Required action:
For the records below, give the number of lines where the string "VerifiedToken" occurs. Include nothing else.

Dataset records:
_ _ _ _ _ _ _

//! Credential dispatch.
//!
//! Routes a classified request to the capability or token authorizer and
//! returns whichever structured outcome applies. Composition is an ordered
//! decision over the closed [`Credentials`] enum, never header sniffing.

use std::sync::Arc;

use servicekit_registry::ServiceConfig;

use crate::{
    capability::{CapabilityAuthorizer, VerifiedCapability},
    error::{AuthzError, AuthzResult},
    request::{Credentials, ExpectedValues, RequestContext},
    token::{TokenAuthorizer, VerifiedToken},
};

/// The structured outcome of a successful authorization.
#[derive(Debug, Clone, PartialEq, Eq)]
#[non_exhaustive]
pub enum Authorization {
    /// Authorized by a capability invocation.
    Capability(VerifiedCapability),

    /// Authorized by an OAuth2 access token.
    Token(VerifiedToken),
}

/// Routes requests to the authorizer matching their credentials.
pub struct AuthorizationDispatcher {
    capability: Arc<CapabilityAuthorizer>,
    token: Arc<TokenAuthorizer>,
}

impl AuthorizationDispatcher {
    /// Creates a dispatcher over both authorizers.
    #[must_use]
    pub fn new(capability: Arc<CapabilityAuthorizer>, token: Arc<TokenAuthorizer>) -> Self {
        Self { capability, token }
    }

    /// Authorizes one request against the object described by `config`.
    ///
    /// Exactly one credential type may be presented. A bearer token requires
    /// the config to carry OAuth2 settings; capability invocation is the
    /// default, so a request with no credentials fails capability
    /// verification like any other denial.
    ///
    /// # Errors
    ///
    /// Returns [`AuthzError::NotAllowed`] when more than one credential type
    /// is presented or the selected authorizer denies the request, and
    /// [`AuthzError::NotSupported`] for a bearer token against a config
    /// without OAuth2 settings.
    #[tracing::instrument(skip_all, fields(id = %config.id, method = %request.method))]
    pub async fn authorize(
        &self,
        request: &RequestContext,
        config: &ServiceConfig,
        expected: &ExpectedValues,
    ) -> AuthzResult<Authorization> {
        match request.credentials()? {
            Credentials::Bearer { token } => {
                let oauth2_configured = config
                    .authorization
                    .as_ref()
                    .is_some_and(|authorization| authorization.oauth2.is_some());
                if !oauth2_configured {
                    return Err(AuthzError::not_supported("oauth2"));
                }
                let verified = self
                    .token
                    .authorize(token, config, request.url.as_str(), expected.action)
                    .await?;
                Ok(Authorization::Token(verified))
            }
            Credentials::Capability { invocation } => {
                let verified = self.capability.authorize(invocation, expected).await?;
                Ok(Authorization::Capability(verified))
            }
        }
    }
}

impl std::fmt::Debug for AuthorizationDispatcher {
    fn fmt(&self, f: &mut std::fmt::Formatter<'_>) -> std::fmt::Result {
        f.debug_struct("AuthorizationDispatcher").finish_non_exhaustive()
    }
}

_ _ _ _ _ _ _

Exercise solution:
2